■ Data for this exercise:

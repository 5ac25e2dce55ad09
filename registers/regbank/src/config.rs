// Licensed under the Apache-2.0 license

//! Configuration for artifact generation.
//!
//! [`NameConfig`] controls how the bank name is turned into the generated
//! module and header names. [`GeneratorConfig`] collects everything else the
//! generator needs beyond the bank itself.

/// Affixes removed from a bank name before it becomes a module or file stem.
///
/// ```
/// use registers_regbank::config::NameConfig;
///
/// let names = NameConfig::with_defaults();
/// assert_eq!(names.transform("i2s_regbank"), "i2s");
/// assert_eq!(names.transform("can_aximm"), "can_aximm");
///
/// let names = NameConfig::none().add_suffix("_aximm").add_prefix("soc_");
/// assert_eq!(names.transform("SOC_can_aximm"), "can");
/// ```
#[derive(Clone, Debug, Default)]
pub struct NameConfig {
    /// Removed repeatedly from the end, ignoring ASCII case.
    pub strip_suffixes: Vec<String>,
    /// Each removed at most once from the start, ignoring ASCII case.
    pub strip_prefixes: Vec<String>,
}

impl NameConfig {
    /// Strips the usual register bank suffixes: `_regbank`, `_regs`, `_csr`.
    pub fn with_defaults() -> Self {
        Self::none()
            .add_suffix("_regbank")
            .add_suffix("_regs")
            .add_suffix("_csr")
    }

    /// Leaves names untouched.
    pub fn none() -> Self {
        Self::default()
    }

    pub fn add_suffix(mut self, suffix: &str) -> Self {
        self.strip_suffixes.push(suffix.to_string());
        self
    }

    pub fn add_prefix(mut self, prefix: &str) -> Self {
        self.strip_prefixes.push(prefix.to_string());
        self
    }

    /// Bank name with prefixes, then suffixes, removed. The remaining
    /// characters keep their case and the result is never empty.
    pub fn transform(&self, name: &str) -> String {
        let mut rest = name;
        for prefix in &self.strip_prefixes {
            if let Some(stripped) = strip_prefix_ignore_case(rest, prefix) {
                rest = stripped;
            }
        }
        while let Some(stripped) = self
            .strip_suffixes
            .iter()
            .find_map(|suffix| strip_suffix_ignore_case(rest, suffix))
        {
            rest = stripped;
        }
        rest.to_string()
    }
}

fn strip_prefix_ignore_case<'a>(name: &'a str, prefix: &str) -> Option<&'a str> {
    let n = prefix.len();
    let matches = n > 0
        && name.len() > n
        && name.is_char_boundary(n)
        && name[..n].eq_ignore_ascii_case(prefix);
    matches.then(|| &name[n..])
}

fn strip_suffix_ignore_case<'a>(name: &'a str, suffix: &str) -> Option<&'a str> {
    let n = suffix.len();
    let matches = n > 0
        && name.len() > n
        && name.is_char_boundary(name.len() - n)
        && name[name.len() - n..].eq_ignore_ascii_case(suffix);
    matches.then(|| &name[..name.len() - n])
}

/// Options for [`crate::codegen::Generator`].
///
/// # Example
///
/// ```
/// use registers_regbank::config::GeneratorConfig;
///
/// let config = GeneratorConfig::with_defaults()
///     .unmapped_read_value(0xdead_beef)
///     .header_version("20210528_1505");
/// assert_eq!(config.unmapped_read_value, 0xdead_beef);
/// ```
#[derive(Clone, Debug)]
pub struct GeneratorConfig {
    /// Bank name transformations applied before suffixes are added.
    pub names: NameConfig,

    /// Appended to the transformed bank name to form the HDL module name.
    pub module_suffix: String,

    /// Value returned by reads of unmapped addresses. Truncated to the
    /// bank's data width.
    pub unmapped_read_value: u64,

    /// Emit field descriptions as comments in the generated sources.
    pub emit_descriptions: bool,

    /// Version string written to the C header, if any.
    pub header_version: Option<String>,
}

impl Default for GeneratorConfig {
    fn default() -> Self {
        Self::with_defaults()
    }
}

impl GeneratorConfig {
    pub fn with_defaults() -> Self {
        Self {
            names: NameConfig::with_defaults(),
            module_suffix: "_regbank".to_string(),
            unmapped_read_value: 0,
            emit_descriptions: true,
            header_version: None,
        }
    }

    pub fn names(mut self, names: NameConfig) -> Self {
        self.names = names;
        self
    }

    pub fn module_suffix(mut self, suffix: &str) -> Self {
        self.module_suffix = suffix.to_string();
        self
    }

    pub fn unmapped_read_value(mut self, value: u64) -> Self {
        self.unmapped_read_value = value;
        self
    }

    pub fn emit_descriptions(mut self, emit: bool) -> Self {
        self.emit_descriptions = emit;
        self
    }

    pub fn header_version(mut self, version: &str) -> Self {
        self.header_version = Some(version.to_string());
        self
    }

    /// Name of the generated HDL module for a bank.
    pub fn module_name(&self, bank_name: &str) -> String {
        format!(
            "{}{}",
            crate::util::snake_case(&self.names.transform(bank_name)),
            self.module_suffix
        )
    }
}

■ Exercise:
Set down the lines above as they stand, starting with the first line and ending with the line that contains "Leaves names untouched.".

■ Answer area:
repository 5ac25e2dce55ad09
filename registers/regbank/src/config.rs
// Licensed under the Apache-2.0 license

//! Configuration for artifact generation.
//!
//! [`NameConfig`] controls how the bank name is turned into the generated
//! module and header names. [`GeneratorConfig`] collects everything else the
//! generator needs beyond the bank itself.

/// Affixes removed from a bank name before it becomes a module or file stem.
///
/// ```
/// use registers_regbank::config::NameConfig;
///
/// let names = NameConfig::with_defaults();
/// assert_eq!(names.transform("i2s_regbank"), "i2s");
/// assert_eq!(names.transform("can_aximm"), "can_aximm");
///
/// let names = NameConfig::none().add_suffix("_aximm").add_prefix("soc_");
/// assert_eq!(names.transform("SOC_can_aximm"), "can");
/// ```
#[derive(Clone, Debug, Default)]
pub struct NameConfig {
    /// Removed repeatedly from the end, ignoring ASCII case.
    pub strip_suffixes: Vec<String>,
    /// Each removed at most once from the start, ignoring ASCII case.
    pub strip_prefixes: Vec<String>,
}

impl NameConfig {
    /// Strips the usual register bank suffixes: `_regbank`, `_regs`, `_csr`.
    pub fn with_defaults() -> Self {
        Self::none()
            .add_suffix("_regbank")
            .add_suffix("_regs")
            .add_suffix("_csr")
    }

    /// Leaves names untouched.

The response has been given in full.